DESCRIPTION OF THE TASK >>
Reading through the lines below, count those that include the string "clone"; the answer is that number and nothing else.

DATASET ENTRIES >>
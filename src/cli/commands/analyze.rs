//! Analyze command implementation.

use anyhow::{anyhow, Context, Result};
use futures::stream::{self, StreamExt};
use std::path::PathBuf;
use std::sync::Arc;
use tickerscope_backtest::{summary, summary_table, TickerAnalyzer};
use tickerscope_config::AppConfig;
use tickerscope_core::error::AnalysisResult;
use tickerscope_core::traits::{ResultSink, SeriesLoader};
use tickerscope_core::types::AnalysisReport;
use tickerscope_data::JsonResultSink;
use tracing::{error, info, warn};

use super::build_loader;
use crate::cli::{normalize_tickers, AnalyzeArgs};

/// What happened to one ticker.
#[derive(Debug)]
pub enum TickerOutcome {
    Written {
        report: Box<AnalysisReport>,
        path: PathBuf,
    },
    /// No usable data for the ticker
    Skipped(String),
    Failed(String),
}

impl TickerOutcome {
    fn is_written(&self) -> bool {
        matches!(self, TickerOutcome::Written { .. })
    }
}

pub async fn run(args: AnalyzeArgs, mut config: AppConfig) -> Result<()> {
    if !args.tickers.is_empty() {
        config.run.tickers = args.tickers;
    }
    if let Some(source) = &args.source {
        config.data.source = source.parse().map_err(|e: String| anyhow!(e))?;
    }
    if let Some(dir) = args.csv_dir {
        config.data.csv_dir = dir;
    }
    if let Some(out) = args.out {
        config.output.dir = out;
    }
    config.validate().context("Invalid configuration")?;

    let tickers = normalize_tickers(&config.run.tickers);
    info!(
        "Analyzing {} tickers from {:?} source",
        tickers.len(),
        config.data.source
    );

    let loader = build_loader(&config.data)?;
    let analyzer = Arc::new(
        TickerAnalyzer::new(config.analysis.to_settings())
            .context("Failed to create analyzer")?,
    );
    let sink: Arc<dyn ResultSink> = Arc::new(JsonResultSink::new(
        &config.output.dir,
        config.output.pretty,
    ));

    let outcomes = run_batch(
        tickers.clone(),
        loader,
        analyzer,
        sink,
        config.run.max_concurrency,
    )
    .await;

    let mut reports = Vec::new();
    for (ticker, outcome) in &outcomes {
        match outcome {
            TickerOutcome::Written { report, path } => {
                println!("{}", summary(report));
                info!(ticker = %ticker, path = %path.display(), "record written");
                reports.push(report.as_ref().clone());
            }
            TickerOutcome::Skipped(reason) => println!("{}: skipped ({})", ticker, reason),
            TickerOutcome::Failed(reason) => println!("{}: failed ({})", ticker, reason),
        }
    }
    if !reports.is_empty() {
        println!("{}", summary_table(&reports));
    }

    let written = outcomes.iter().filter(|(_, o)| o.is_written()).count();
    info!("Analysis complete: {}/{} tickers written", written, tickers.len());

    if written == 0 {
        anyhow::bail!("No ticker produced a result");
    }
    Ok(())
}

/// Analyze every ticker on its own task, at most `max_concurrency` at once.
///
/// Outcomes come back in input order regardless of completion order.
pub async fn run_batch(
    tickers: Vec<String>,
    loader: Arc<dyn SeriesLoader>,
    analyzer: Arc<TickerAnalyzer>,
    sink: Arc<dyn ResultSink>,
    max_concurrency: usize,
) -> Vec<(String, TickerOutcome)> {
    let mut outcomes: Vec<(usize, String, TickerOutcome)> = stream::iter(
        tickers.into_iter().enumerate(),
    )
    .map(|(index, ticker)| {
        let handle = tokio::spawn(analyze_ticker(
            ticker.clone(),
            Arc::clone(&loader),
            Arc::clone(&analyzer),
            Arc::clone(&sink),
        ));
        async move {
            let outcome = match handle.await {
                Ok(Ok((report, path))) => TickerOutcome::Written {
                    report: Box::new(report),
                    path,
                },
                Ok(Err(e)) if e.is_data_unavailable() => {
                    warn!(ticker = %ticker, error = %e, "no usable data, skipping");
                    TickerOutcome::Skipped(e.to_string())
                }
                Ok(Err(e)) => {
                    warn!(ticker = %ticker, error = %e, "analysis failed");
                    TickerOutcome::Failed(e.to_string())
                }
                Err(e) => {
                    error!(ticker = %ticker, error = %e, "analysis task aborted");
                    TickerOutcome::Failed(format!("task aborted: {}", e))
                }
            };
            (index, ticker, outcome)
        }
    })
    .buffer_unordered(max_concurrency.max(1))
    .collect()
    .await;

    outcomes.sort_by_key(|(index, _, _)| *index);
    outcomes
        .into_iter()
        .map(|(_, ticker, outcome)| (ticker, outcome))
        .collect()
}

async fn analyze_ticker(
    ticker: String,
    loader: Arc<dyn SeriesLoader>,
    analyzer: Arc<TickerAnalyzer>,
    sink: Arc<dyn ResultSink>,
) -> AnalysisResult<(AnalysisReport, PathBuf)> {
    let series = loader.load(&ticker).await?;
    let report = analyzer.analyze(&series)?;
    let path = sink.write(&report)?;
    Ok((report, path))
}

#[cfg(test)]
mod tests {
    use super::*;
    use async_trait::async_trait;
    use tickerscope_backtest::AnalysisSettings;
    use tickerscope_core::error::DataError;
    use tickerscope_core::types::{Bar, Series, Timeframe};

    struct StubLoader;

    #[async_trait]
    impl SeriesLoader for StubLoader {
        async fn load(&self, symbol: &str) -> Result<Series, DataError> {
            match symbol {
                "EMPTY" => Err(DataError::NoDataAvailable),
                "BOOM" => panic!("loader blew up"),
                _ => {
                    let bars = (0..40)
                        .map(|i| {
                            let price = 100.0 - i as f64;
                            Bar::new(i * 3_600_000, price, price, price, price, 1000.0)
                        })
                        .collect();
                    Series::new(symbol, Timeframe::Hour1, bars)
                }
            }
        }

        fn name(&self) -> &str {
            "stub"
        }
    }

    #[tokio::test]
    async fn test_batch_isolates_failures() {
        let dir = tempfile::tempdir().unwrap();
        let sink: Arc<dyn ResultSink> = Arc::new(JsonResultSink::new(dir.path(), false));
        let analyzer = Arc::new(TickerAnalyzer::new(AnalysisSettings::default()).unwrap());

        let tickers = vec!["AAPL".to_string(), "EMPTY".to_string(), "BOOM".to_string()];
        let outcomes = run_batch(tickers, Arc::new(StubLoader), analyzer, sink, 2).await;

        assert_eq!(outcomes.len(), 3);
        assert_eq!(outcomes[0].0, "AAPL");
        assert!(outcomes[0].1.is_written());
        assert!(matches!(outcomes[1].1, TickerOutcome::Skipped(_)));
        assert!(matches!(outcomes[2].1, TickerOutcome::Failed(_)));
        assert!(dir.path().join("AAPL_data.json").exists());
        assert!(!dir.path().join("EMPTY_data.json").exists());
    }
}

RESPONSE TO THIS EXERCISE >>
6